名曲紀行 vol.11 ポンセ《キューバ組曲》より〈Guateque〉
おはようございます、Raindropです。
本日も名曲紀行のお時間です。
今朝は、メキシコ。ポンセ作曲《キューバ組曲》より〈Guateque〉です。
昨日までからすれば、一気に南に飛ぶことになりますね。北の音楽も美しいですが、南の音楽だって負けず劣らず素敵な曲ぞろい。
実はタイトルを原題のまま乗せたのには訳がありまして、日本語訳がわからないのですよ。
ゴットシャルクのハバナみたいな。
けれど、どちらにせよ、南米の暖かな地域の楽し気な光景が目に浮かぶような曲です。なのでパーティとして取ってもいいような感じもします。
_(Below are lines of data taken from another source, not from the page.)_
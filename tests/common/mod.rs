//! Shared test doubles: a scripted in-memory rendition of the vendor panel
//! and a recording state publisher.

#![allow(dead_code)]

use async_trait::async_trait;
use hestia::browser::{DriverFactory, Locator, PanelDriver};
use hestia::config::{Config, PanelConfig, TimeoutsConfig};
use hestia::error::{HestiaError, Result};
use hestia::hass::StatePublisher;
use hestia::panel::PanelSession;
use serde_json::Value;
use std::collections::HashMap;
use std::sync::{Arc, Mutex};
use std::time::Duration;

/// Pages of the scripted panel, mirroring the vendor UI flow
#[derive(Debug, Clone, Copy, PartialEq, Eq)]
pub enum Page {
    Login,
    Devices,
    Module,
    Home,
    Params,
}

/// Mutable model of the scripted panel, shared with the test body
#[derive(Debug)]
pub struct PanelState {
    pub page: Page,
    /// Login form never renders (unreachable/blank login page)
    pub login_broken: bool,
    /// Module selection silently does nothing
    pub module_broken: bool,
    /// Back control absent on the parameters view
    pub back_broken: bool,
    /// Home marker stays in the DOM while the parameters view is open
    pub params_keep_home_marker: bool,
    pub device_count: usize,
    /// Element id -> computed fill color (status icons)
    pub status_fills: HashMap<String, String>,
    /// Element id -> text content (settings and parameters)
    pub texts: HashMap<String, String>,
    /// Completed module selections (one per full login sequence)
    pub login_count: u32,
    pub closed: bool,
}

impl Default for PanelState {
    fn default() -> Self {
        Self {
            page: Page::Login,
            login_broken: false,
            module_broken: false,
            back_broken: false,
            params_keep_home_marker: false,
            device_count: 1,
            status_fills: HashMap::new(),
            texts: HashMap::new(),
            login_count: 0,
            closed: false,
        }
    }
}

impl PanelState {
    fn id_present(&self, id: &str) -> bool {
        match self.page {
            Page::Login => !self.login_broken && (id == "login" || id == "pass"),
            Page::Devices => false,
            Page::Module => id == "start",
            Page::Home => {
                id == "path7"
                    || id == "parameters_lbl_"
                    || self.status_fills.contains_key(id)
                    || (!id.starts_with("params_") && self.texts.contains_key(id))
            }
            Page::Params => {
                (id == "path7" && self.params_keep_home_marker)
                    || (id.starts_with("params_") && self.texts.contains_key(id))
            }
        }
    }

    fn present(&self, locator: &Locator) -> bool {
        match locator {
            Locator::Id(id) => self.id_present(id),
            Locator::Css(sel) => self.page == Page::Devices && sel == ".ui-body",
            Locator::Tag(tag) => self.page == Page::Devices && tag == "li" && self.device_count > 0,
            Locator::LinkText(text) => self.page == Page::Login && text == "zaloguj",
            Locator::XPath(_) => self.page == Page::Params && !self.back_broken,
        }
    }
}

/// A panel with every readable element populated
pub fn healthy_state() -> PanelState {
    let mut state = PanelState::default();

    for (icon, color) in [
        ("radiator_", "rgb(255, 0, 0)"),
        ("tap_", "rgb(0, 170, 0)"),
        ("clock_", "rgb(233, 233, 233)"),
        ("pump_", "rgb(133, 133, 133)"),
        ("error_", "rgb(233, 233, 233)"),
        ("suitcase_", "rgb(233, 233, 233)"),
    ] {
        state.status_fills.insert(icon.to_string(), color.to_string());
    }

    for (id, text) in [
        ("temp_prog", "21.5°"),
        ("temp_zas_nas", "48°"),
        ("params_temp_in", "55.4 °C"),
        ("params_temp_out", "60.1 °C"),
        ("params_temp_factor", "58.0 °C"),
        ("params_temp_room", "21.5 °C"),
        ("params_temp_outside", "-2.0 °C"),
        ("params_temp_boil", "47.3 °C"),
        ("params_power", "4 kW"),
        ("params_preasure", "1.5 bar"),
        ("params_flow", "12.4 l/min"),
    ] {
        state.texts.insert(id.to_string(), text.to_string());
    }

    state
}

/// Scripted [`PanelDriver`] over the shared panel state
pub struct ScriptedPanel {
    state: Arc<Mutex<PanelState>>,
}

#[async_trait]
impl PanelDriver for ScriptedPanel {
    async fn goto(&mut self, _url: &str) -> Result<()> {
        let mut s = self.state.lock().unwrap();
        s.page = Page::Login;
        Ok(())
    }

    async fn wait_for(&mut self, locator: &Locator, _timeout: Duration) -> Result<()> {
        if self.state.lock().unwrap().present(locator) {
            Ok(())
        } else {
            Err(HestiaError::timeout(format!("Timeout waiting for {}", locator)))
        }
    }

    async fn wait_visible(&mut self, locator: &Locator, timeout: Duration) -> Result<()> {
        self.wait_for(locator, timeout).await
    }

    async fn text(&mut self, locator: &Locator) -> Result<String> {
        let s = self.state.lock().unwrap();
        if let Locator::Id(id) = locator
            && s.present(locator)
            && let Some(text) = s.texts.get(id)
        {
            return Ok(text.clone());
        }
        Err(HestiaError::not_found(locator.to_string()))
    }

    async fn css_value(&mut self, locator: &Locator, property: &str) -> Result<String> {
        let s = self.state.lock().unwrap();
        if property == "fill"
            && let Locator::Id(id) = locator
            && s.present(locator)
            && let Some(color) = s.status_fills.get(id)
        {
            return Ok(color.clone());
        }
        Err(HestiaError::not_found(locator.to_string()))
    }

    async fn fill(&mut self, locator: &Locator, _text: &str) -> Result<()> {
        if self.state.lock().unwrap().present(locator) {
            Ok(())
        } else {
            Err(HestiaError::not_found(locator.to_string()))
        }
    }

    async fn click(&mut self, locator: &Locator) -> Result<()> {
        let mut s = self.state.lock().unwrap();
        if !s.present(locator) {
            return Err(HestiaError::not_found(locator.to_string()));
        }
        match locator {
            Locator::LinkText(_) => s.page = Page::Devices,
            Locator::Tag(_) => s.page = Page::Module,
            Locator::Id(id) if id == "parameters_lbl_" => s.page = Page::Params,
            Locator::XPath(_) => s.page = Page::Home,
            _ => {}
        }
        Ok(())
    }

    async fn count(&mut self, locator: &Locator) -> Result<usize> {
        let s = self.state.lock().unwrap();
        match locator {
            Locator::Tag(tag) if s.page == Page::Devices && tag == "li" => Ok(s.device_count),
            _ => Ok(usize::from(s.present(locator))),
        }
    }

    async fn eval(&mut self, script: &str) -> Result<()> {
        let mut s = self.state.lock().unwrap();
        if script.contains("loadModule") && s.page == Page::Module && !s.module_broken {
            s.page = Page::Home;
            s.login_count += 1;
        }
        Ok(())
    }

    async fn close(&mut self) -> Result<()> {
        self.state.lock().unwrap().closed = true;
        Ok(())
    }
}

/// Factory handing out drivers over the shared state; counts launches
pub struct ScriptedFactory {
    state: Arc<Mutex<PanelState>>,
    launches: Arc<Mutex<u32>>,
}

#[async_trait]
impl DriverFactory for ScriptedFactory {
    async fn launch(&self) -> Result<Box<dyn PanelDriver>> {
        *self.launches.lock().unwrap() += 1;
        {
            // A fresh browser carries no session: it starts on the login page
            let mut s = self.state.lock().unwrap();
            if s.closed {
                s.page = Page::Login;
                s.closed = false;
            }
        }
        Ok(Box::new(ScriptedPanel {
            state: self.state.clone(),
        }))
    }
}

/// Build a session over a scripted panel; returns handles for inspection
pub fn session_with(
    state: PanelState,
) -> (PanelSession, Arc<Mutex<PanelState>>, Arc<Mutex<u32>>) {
    let state = Arc::new(Mutex::new(state));
    let launches = Arc::new(Mutex::new(0));
    let factory = ScriptedFactory {
        state: state.clone(),
        launches: launches.clone(),
    };

    let panel_config = PanelConfig {
        url: "https://panel.example.com".to_string(),
        username: "user".to_string(),
        password: "secret".to_string(),
        exec_path: "/usr/bin/chromium".to_string(),
    };

    let session = PanelSession::new(&panel_config, &TimeoutsConfig::default(), Box::new(factory));
    (session, state, launches)
}

/// Config with populated panel inputs for addon construction
pub fn test_config() -> Config {
    let mut config = Config::default();
    config.panel.url = "https://panel.example.com".to_string();
    config.panel.username = "user".to_string();
    config.panel.password = "secret".to_string();
    config
}

/// [`StatePublisher`] capturing every write for assertions
#[derive(Clone, Default)]
pub struct RecordingPublisher {
    pub writes: Arc<Mutex<Vec<(String, String, Value)>>>,
}

#[async_trait]
impl StatePublisher for RecordingPublisher {
    async fn set_state(&self, entity_id: &str, state: &str, attributes: Value) -> Result<()> {
        self.writes.lock().unwrap().push((
            entity_id.to_string(),
            state.to_string(),
            attributes,
        ));
        Ok(())
    }
}

impl RecordingPublisher {
    /// Latest write for an entity, if any
    pub fn last(&self, entity_id: &str) -> Option<(String, Value)> {
        self.writes
            .lock()
            .unwrap()
            .iter()
            .rev()
            .find(|(id, _, _)| id == entity_id)
            .map(|(_, state, attrs)| (state.clone(), attrs.clone()))
    }

    /// All writes for an entity, oldest first
    pub fn all(&self, entity_id: &str) -> Vec<(String, Value)> {
        self.writes
            .lock()
            .unwrap()
            .iter()
            .filter(|(id, _, _)| id == entity_id)
            .map(|(_, state, attrs)| (state.clone(), attrs.clone()))
            .collect()
    }
}
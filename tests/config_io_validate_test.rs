use hestia::config::Config;
use std::fs;

fn populated() -> Config {
    let mut cfg = Config::default();
    cfg.panel.url = "https://panel.example.com".to_string();
    cfg.panel.username = "user".to_string();
    cfg.panel.password = "secret".to_string();
    cfg
}

#[test]
fn save_and_load_yaml_roundtrip() {
    let tmp_dir = tempfile::tempdir().unwrap();
    let path = tmp_dir.path().join("config.yaml");

    let mut cfg = populated();
    cfg.logging.file = path.with_extension("log").to_string_lossy().to_string();

    cfg.save_to_file(&path).unwrap();
    let loaded = Config::from_file(&path).unwrap();

    assert_eq!(loaded.panel.url, "https://panel.example.com");
    assert_eq!(loaded.logging.file, cfg.logging.file);
    assert_eq!(loaded.schedule.offset_second, 31);
}

#[test]
fn config_validation_errors() {
    let mut cfg = populated();
    assert!(cfg.validate().is_ok());

    // Missing URL
    cfg.panel.url.clear();
    assert!(cfg.validate().is_err());

    // Missing password
    cfg = populated();
    cfg.panel.password.clear();
    assert!(cfg.validate().is_err());

    // Missing browser executable path
    cfg = populated();
    cfg.panel.exec_path.clear();
    assert!(cfg.validate().is_err());

    // Offset second out of range
    cfg = populated();
    cfg.schedule.offset_second = 61;
    assert!(cfg.validate().is_err());

    // Zero timeout
    cfg = populated();
    cfg.timeouts.params_secs = 0;
    assert!(cfg.validate().is_err());
}

#[test]
fn from_file_with_invalid_yaml_fails() {
    let tmp = tempfile::NamedTempFile::new().unwrap();
    fs::write(tmp.path(), b"bad: [unclosed").unwrap();
    let err = Config::from_file(tmp.path()).unwrap_err();
    let msg = format!("{}", err);
    assert!(msg.contains("Serialization error"));
}
//! Wordle - CLI
//!
//! Play the daily puzzle in a TUI or a plain terminal, or use the rules engine
//! directly to score guesses and look up puzzles.

use anyhow::{Context, Result};
use chrono::Utc;
use clap::{Parser, Subcommand};
use std::io;
use std::sync::Arc;
use tracing::level_filters::LevelFilter;
use tracing_subscriber::EnvFilter;
use wordle_rules::{
    commands::{check_word, run_simple, score_words, today},
    config::GameConfig,
    core::{DEFAULT_MAX_GUESSES, MAX_GUESS_LIMIT, ScoringRule},
    game::Lobby,
    output::{print_check_result, print_score_result, print_today_result},
    puzzle::PuzzleSelector,
    wordlists::{Corpus, loader::load_corpus},
};

#[derive(Parser)]
#[command(
    name = "wordle_rules",
    about = "Daily five-letter word puzzle with a terminal board",
    version,
    author
)]
struct Cli {
    #[command(subcommand)]
    command: Option<Commands>,

    /// Number of guesses allowed per game
    #[arg(short = 'g', long, global = true, default_value_t = DEFAULT_MAX_GUESSES)]
    max_guesses: usize,

    /// Scoring rule: standard (default) or naive
    #[arg(short, long, global = true, default_value = "standard")]
    scoring: String,

    /// Wordlist: 'embedded' (default) or a directory holding solutions.txt and allowed.txt
    #[arg(short = 'w', long, global = true, default_value = "embedded")]
    wordlist: String,
}

#[derive(Subcommand)]
enum Commands {
    /// Interactive TUI mode (default)
    Play {
        /// Play a specific puzzle number instead of today's
        #[arg(short, long, conflicts_with = "random")]
        puzzle: Option<i64>,

        /// Play a random puzzle
        #[arg(short, long)]
        random: bool,
    },

    /// Simple CLI mode (line-based commands, no TUI)
    Simple,

    /// Show today's puzzle number
    Today {
        /// Also print the solution
        #[arg(long)]
        reveal: bool,
    },

    /// Score a guess against a solution
    Score {
        /// The guessed word
        guess: String,

        /// The word it is scored against
        solution: String,
    },

    /// Check whether a word is accepted as a guess
    Check {
        /// Word to look up
        word: String,
    },
}

/// Load the corpus selected by the -w flag
fn load_wordlist(wordlist: &str) -> Result<Corpus> {
    match wordlist {
        "embedded" => Ok(Corpus::embedded()),
        dir => load_corpus(dir).with_context(|| format!("failed to load word lists from {dir}")),
    }
}

fn main() -> Result<()> {
    // Logs go to stderr so they stay out of the board and command output.
    tracing_subscriber::fmt()
        .with_env_filter(
            EnvFilter::builder()
                .with_default_directive(LevelFilter::WARN.into())
                .from_env_lossy(),
        )
        .with_writer(io::stderr)
        .init();

    let cli = Cli::parse();

    anyhow::ensure!(
        (1..=MAX_GUESS_LIMIT).contains(&cli.max_guesses),
        "--max-guesses must be between 1 and {MAX_GUESS_LIMIT}"
    );
    let config = GameConfig::default()
        .with_max_guesses(cli.max_guesses)
        .with_scoring(ScoringRule::from_name(&cli.scoring));

    let corpus = load_wordlist(&cli.wordlist)?;
    anyhow::ensure!(
        corpus.solution_count() > 0,
        "word list '{}' has no solutions",
        cli.wordlist
    );
    let selector = Arc::new(PuzzleSelector::new(corpus, config.epoch));

    // Default to Play mode if no command given
    let command = cli.command.unwrap_or(Commands::Play {
        puzzle: None,
        random: false,
    });

    match command {
        Commands::Play { puzzle, random } => run_play_command(selector, config, puzzle, random),
        Commands::Simple => run_simple_command(selector, config),
        Commands::Today { reveal } => {
            let result = today(&selector, Utc::now())?;
            print_today_result(&result, reveal);
            Ok(())
        }
        Commands::Score { guess, solution } => {
            let result =
                score_words(&guess, &solution, config.scoring).map_err(|e| anyhow::anyhow!(e))?;
            print_score_result(&result);
            Ok(())
        }
        Commands::Check { word } => {
            print_check_result(&check_word(&selector, &word));
            Ok(())
        }
    }
}

fn run_simple_command(selector: Arc<PuzzleSelector>, config: GameConfig) -> Result<()> {
    let mut lobby = Lobby::in_memory(selector, config);
    let stdin = io::stdin();
    run_simple(&mut lobby, stdin.lock(), io::stdout()).context("terminal I/O failed")
}

fn run_play_command(
    selector: Arc<PuzzleSelector>,
    config: GameConfig,
    puzzle: Option<i64>,
    random: bool,
) -> Result<()> {
    use wordle_rules::interactive::{App, run_tui};

    let puzzle = if random {
        selector
            .random_puzzle(&mut rand::rng())
            .context("no puzzles available")?
    } else if let Some(number) = puzzle {
        selector.get_specific_solution(number)?
    } else {
        selector.word_of_the_day(&Utc::now())?
    };

    let app = App::new(selector, config, puzzle);
    run_tui(app)
}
ポンセはメキシコを代表する作曲家で、交響詩、ヴァイオリン曲、ギター曲、ピアノ曲など実に多種多様な曲を書いています。
パリを訪れた際はちょうど来ていたギター奏者・セゴビアと親交を結んだほか、あの《魔法使いの弟子》を書いたデュカスにも師事しているそうですよ。思わぬところで思わぬ作曲家同士の縁があるものですね。
ですから、ポンセはフランス音楽の流れをくむ作曲家といわれています。フランスものが大好きな私がこの曲にたどり着くのも必然だったかも……なんて。
彼の作風は年を追うごとにどんどんメキシコ民俗音楽に寄っていきました。そのおかげで、彼らしい、メキシコらしい、そんな音楽がたくさん生まれたのですね。
また、彼の作品の中で一番知られているのが《エストレリータ(小さな星)》でしょう。元々は歌曲なのですが、ハイフェッツのヴァイオリン編曲バージョンをはじめとして、他の楽器用に編曲されたものの方が有名になっています。
これも本当に美しい曲で、メキシコ音楽の至宝といっても過言ではないと思うくらい。
しかし、彼のピアノ曲にも、もっと注目が集まってよいと思うのです。
ポンセが活躍した当時のピアノという楽器は、南米の経済事情や温湿度の高さなどもあって、まだあまり一般に普及していませんでした。けれどポンセはごく初期のころからクラシック音楽のピアニストとして活躍していましたし、古典的な曲もけっこう書いています。聴いてみると意外な発見があること請け合いの作曲家、それがポンセ。
南の国のほがらかで楽しげなリズムとメロディーの中に、ほんのひとさじ、といった具合に哀愁が香る、ポンセの魅力を知るにはもってこいの曲だと思います。
テンポの速いバージョンと遅いバージョンがあるのですが、この曲のある意味で ”ゆるい” 楽しさを味わうには、遅いテンポで聴いた方がいいのではないかな、というのが私の感想です。
これを機に、メキシコの音楽にもたくさん触れてみてくださいね。